** Opening Material to process block **

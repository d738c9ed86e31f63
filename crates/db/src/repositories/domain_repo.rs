//! Repository for the `domains` table.

use bigshot_core::types::{DbId, Timestamp};
use sqlx::PgPool;

use crate::models::domain::Domain;

/// Column list for `domains` queries.
const COLUMNS: &str = "\
    id, root_domain, subdomain, source, tags, fetched_at, created_at, updated_at";

/// Provides CRUD operations for discovered domains.
pub struct DomainRepo;

impl DomainRepo {
    /// Insert a discovery or refresh an existing `(subdomain, source)` row.
    ///
    /// Returns `true` when the row was newly inserted.
    pub async fn upsert(
        pool: &PgPool,
        root_domain: &str,
        subdomain: &str,
        source: &str,
    ) -> Result<bool, sqlx::Error> {
        sqlx::query_scalar::<_, bool>(
            "INSERT INTO domains (root_domain, subdomain, source) \
             VALUES ($1, $2, $3) \
             ON CONFLICT (subdomain, source) \
             DO UPDATE SET fetched_at = NOW(), updated_at = NOW() \
             RETURNING (xmax = 0)",
        )
        .bind(root_domain)
        .bind(subdomain)
        .bind(source)
        .fetch_one(pool)
        .await
    }

    pub async fn list_all(pool: &PgPool) -> Result<Vec<Domain>, sqlx::Error> {
        let query = format!("SELECT {COLUMNS} FROM domains ORDER BY id");
        sqlx::query_as::<_, Domain>(&query).fetch_all(pool).await
    }

    pub async fn find(
        pool: &PgPool,
        subdomain: &str,
        source: &str,
    ) -> Result<Option<Domain>, sqlx::Error> {
        let query = format!("SELECT {COLUMNS} FROM domains WHERE subdomain = $1 AND source = $2");
        sqlx::query_as::<_, Domain>(&query)
            .bind(subdomain)
            .bind(source)
            .fetch_optional(pool)
            .await
    }

    pub async fn rename(pool: &PgPool, id: DbId, subdomain: &str) -> Result<(), sqlx::Error> {
        sqlx::query("UPDATE domains SET subdomain = $2, updated_at = NOW() WHERE id = $1")
            .bind(id)
            .bind(subdomain)
            .execute(pool)
            .await?;
        Ok(())
    }

    pub async fn update_merged(
        pool: &PgPool,
        id: DbId,
        tags: Option<&str>,
        source: &str,
    ) -> Result<(), sqlx::Error> {
        sqlx::query(
            "UPDATE domains SET tags = $2, source = $3, updated_at = NOW() WHERE id = $1",
        )
        .bind(id)
        .bind(tags)
        .bind(source)
        .execute(pool)
        .await?;
        Ok(())
    }

    pub async fn delete(pool: &PgPool, id: DbId) -> Result<(), sqlx::Error> {
        sqlx::query("DELETE FROM domains WHERE id = $1")
            .bind(id)
            .execute(pool)
            .await?;
        Ok(())
    }

    pub async fn duplicate_subdomains(pool: &PgPool) -> Result<Vec<String>, sqlx::Error> {
        sqlx::query_scalar(
            "SELECT subdomain FROM domains GROUP BY subdomain HAVING COUNT(*) > 1 \
             ORDER BY subdomain",
        )
        .fetch_all(pool)
        .await
    }

    pub async fn list_by_subdomain(
        pool: &PgPool,
        subdomain: &str,
    ) -> Result<Vec<Domain>, sqlx::Error> {
        let query = format!("SELECT {COLUMNS} FROM domains WHERE subdomain = $1 ORDER BY id");
        sqlx::query_as::<_, Domain>(&query)
            .bind(subdomain)
            .fetch_all(pool)
            .await
    }

    pub async fn list_created_before(
        pool: &PgPool,
        cutoff: Timestamp,
    ) -> Result<Vec<Domain>, sqlx::Error> {
        let query = format!("SELECT {COLUMNS} FROM domains WHERE created_at < $1 ORDER BY id");
        sqlx::query_as::<_, Domain>(&query)
            .bind(cutoff)
            .fetch_all(pool)
            .await
    }
}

** Closing Material to process block **

» Work instruction:
Reproduce all of the material verbatim.

» Exercise result:
repository d738c9ed86e31f63
filename crates/db/src/repositories/domain_repo.rs
//! Repository for the `domains` table.

use bigshot_core::types::{DbId, Timestamp};
use sqlx::PgPool;

use crate::models::domain::Domain;

/// Column list for `domains` queries.
const COLUMNS: &str = "\
    id, root_domain, subdomain, source, tags, fetched_at, created_at, updated_at";

/// Provides CRUD operations for discovered domains.
pub struct DomainRepo;

impl DomainRepo {
    /// Insert a discovery or refresh an existing `(subdomain, source)` row.
    ///
    /// Returns `true` when the row was newly inserted.
    pub async fn upsert(
        pool: &PgPool,
        root_domain: &str,
        subdomain: &str,
        source: &str,
    ) -> Result<bool, sqlx::Error> {
        sqlx::query_scalar::<_, bool>(
            "INSERT INTO domains (root_domain, subdomain, source) \
             VALUES ($1, $2, $3) \
             ON CONFLICT (subdomain, source) \
             DO UPDATE SET fetched_at = NOW(), updated_at = NOW() \
             RETURNING (xmax = 0)",
        )
        .bind(root_domain)
        .bind(subdomain)
        .bind(source)
        .fetch_one(pool)
        .await
    }

    pub async fn list_all(pool: &PgPool) -> Result<Vec<Domain>, sqlx::Error> {
        let query = format!("SELECT {COLUMNS} FROM domains ORDER BY id");
        sqlx::query_as::<_, Domain>(&query).fetch_all(pool).await
    }

    pub async fn find(
        pool: &PgPool,
        subdomain: &str,
        source: &str,
    ) -> Result<Option<Domain>, sqlx::Error> {
        let query = format!("SELECT {COLUMNS} FROM domains WHERE subdomain = $1 AND source = $2");
        sqlx::query_as::<_, Domain>(&query)
            .bind(subdomain)
            .bind(source)
            .fetch_optional(pool)
            .await
    }

    pub async fn rename(pool: &PgPool, id: DbId, subdomain: &str) -> Result<(), sqlx::Error> {
        sqlx::query("UPDATE domains SET subdomain = $2, updated_at = NOW() WHERE id = $1")
            .bind(id)
            .bind(subdomain)
            .execute(pool)
            .await?;
        Ok(())
    }

    pub async fn update_merged(
        pool: &PgPool,
        id: DbId,
        tags: Option<&str>,
        source: &str,
    ) -> Result<(), sqlx::Error> {
        sqlx::query(
            "UPDATE domains SET tags = $2, source = $3, updated_at = NOW() WHERE id = $1",
        )
        .bind(id)
        .bind(tags)
        .bind(source)
        .execute(pool)
        .await?;
        Ok(())
    }

    pub async fn delete(pool: &PgPool, id: DbId) -> Result<(), sqlx::Error> {
        sqlx::query("DELETE FROM domains WHERE id = $1")
            .bind(id)
            .execute(pool)
            .await?;
        Ok(())
    }

    pub async fn duplicate_subdomains(pool: &PgPool) -> Result<Vec<String>, sqlx::Error> {
        sqlx::query_scalar(
            "SELECT subdomain FROM domains GROUP BY subdomain HAVING COUNT(*) > 1 \
             ORDER BY subdomain",
        )
        .fetch_all(pool)
        .await
    }

    pub async fn list_by_subdomain(
        pool: &PgPool,
        subdomain: &str,
    ) -> Result<Vec<Domain>, sqlx::Error> {
        let query = format!("SELECT {COLUMNS} FROM domains WHERE subdomain = $1 ORDER BY id");
        sqlx::query_as::<_, Domain>(&query)
            .bind(subdomain)
            .fetch_all(pool)
            .await
    }

    pub async fn list_created_before(
        pool: &PgPool,
        cutoff: Timestamp,
    ) -> Result<Vec<Domain>, sqlx::Error> {
        let query = format!("SELECT {COLUMNS} FROM domains WHERE created_at < $1 ORDER BY id");
        sqlx::query_as::<_, Domain>(&query)
            .bind(cutoff)
            .fetch_all(pool)
            .await
    }
}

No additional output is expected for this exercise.